» **WHAT THIS TASK INVOLVES**:
In the listing below, find every line containing "condition" and copy it out.

» **MATERIAL FOR THIS TASK**:
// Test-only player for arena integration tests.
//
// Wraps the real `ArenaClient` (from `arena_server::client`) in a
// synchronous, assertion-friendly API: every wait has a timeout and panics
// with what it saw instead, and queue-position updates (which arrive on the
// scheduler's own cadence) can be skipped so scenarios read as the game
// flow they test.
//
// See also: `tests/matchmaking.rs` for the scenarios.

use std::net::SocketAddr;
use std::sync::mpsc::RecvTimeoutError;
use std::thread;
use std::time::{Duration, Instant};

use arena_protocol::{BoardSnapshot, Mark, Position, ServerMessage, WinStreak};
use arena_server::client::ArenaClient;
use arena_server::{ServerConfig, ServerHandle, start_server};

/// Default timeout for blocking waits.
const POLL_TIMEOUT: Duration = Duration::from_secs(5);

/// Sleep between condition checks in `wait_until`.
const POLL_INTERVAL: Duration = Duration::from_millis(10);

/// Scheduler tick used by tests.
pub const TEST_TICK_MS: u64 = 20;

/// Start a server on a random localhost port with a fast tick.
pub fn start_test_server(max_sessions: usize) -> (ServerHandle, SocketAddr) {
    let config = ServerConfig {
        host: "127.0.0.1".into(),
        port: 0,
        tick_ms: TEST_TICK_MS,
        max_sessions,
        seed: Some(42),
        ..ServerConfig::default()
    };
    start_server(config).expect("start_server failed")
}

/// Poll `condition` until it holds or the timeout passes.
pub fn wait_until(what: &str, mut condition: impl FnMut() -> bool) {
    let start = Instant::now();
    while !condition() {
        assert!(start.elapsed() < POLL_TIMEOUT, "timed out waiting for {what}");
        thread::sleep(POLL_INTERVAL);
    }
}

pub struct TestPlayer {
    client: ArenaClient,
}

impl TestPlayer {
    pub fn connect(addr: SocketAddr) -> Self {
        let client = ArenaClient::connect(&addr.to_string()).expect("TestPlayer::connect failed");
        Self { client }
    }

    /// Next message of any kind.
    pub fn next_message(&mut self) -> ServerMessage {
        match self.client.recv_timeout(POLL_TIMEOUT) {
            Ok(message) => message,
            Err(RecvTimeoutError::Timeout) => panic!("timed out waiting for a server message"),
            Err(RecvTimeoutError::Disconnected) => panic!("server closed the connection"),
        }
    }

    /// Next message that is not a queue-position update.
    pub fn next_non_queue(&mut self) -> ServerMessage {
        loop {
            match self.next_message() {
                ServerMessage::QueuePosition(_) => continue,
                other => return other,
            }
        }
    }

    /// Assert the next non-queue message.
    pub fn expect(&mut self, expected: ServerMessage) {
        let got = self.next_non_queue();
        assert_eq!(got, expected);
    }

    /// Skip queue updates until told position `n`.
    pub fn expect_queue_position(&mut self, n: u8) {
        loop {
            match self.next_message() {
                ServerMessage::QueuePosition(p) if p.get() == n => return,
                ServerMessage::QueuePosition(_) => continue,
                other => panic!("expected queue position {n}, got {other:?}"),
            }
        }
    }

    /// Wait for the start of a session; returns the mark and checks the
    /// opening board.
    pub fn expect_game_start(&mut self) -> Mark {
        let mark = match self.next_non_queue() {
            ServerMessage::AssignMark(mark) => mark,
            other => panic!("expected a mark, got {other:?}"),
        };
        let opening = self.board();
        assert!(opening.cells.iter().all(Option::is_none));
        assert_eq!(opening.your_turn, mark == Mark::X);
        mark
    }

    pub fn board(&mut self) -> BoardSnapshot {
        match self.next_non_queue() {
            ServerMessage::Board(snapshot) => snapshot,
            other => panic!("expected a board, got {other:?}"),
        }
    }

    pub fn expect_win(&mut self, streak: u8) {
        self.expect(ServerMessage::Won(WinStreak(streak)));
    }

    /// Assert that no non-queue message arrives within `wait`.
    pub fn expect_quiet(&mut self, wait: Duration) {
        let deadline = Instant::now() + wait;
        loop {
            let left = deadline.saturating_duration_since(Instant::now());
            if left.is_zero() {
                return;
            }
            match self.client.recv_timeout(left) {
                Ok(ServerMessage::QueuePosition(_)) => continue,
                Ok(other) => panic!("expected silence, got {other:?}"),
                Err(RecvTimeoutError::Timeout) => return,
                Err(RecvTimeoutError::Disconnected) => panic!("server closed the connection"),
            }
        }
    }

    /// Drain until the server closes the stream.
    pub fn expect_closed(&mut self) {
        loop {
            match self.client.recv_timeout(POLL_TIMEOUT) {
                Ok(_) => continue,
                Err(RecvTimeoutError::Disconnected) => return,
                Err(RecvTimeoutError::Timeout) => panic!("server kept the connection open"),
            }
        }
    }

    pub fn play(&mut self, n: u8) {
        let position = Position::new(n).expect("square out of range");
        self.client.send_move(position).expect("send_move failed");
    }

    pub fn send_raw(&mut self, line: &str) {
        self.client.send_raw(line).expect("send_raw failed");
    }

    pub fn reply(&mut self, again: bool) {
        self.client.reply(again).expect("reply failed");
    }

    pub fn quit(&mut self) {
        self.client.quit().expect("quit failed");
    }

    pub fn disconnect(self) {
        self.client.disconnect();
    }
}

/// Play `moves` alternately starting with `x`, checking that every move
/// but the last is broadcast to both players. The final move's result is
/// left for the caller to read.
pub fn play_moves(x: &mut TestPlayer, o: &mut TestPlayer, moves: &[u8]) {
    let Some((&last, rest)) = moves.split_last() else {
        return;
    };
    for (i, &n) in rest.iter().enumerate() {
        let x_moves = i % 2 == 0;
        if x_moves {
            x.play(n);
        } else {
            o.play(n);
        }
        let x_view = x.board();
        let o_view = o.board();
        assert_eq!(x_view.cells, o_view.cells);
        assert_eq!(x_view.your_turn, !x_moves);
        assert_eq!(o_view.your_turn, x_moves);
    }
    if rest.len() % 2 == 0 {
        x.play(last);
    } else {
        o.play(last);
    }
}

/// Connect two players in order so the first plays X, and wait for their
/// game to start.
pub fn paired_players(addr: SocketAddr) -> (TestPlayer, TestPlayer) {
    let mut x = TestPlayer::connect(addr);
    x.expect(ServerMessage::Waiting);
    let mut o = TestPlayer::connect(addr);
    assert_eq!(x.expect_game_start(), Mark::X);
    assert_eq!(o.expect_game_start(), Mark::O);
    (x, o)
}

» **ANSWER TO THE PROBLEM**:
/// Sleep between condition checks in `wait_until`.
/// Poll `condition` until it holds or the timeout passes.
pub fn wait_until(what: &str, mut condition: impl FnMut() -> bool) {
    while !condition() {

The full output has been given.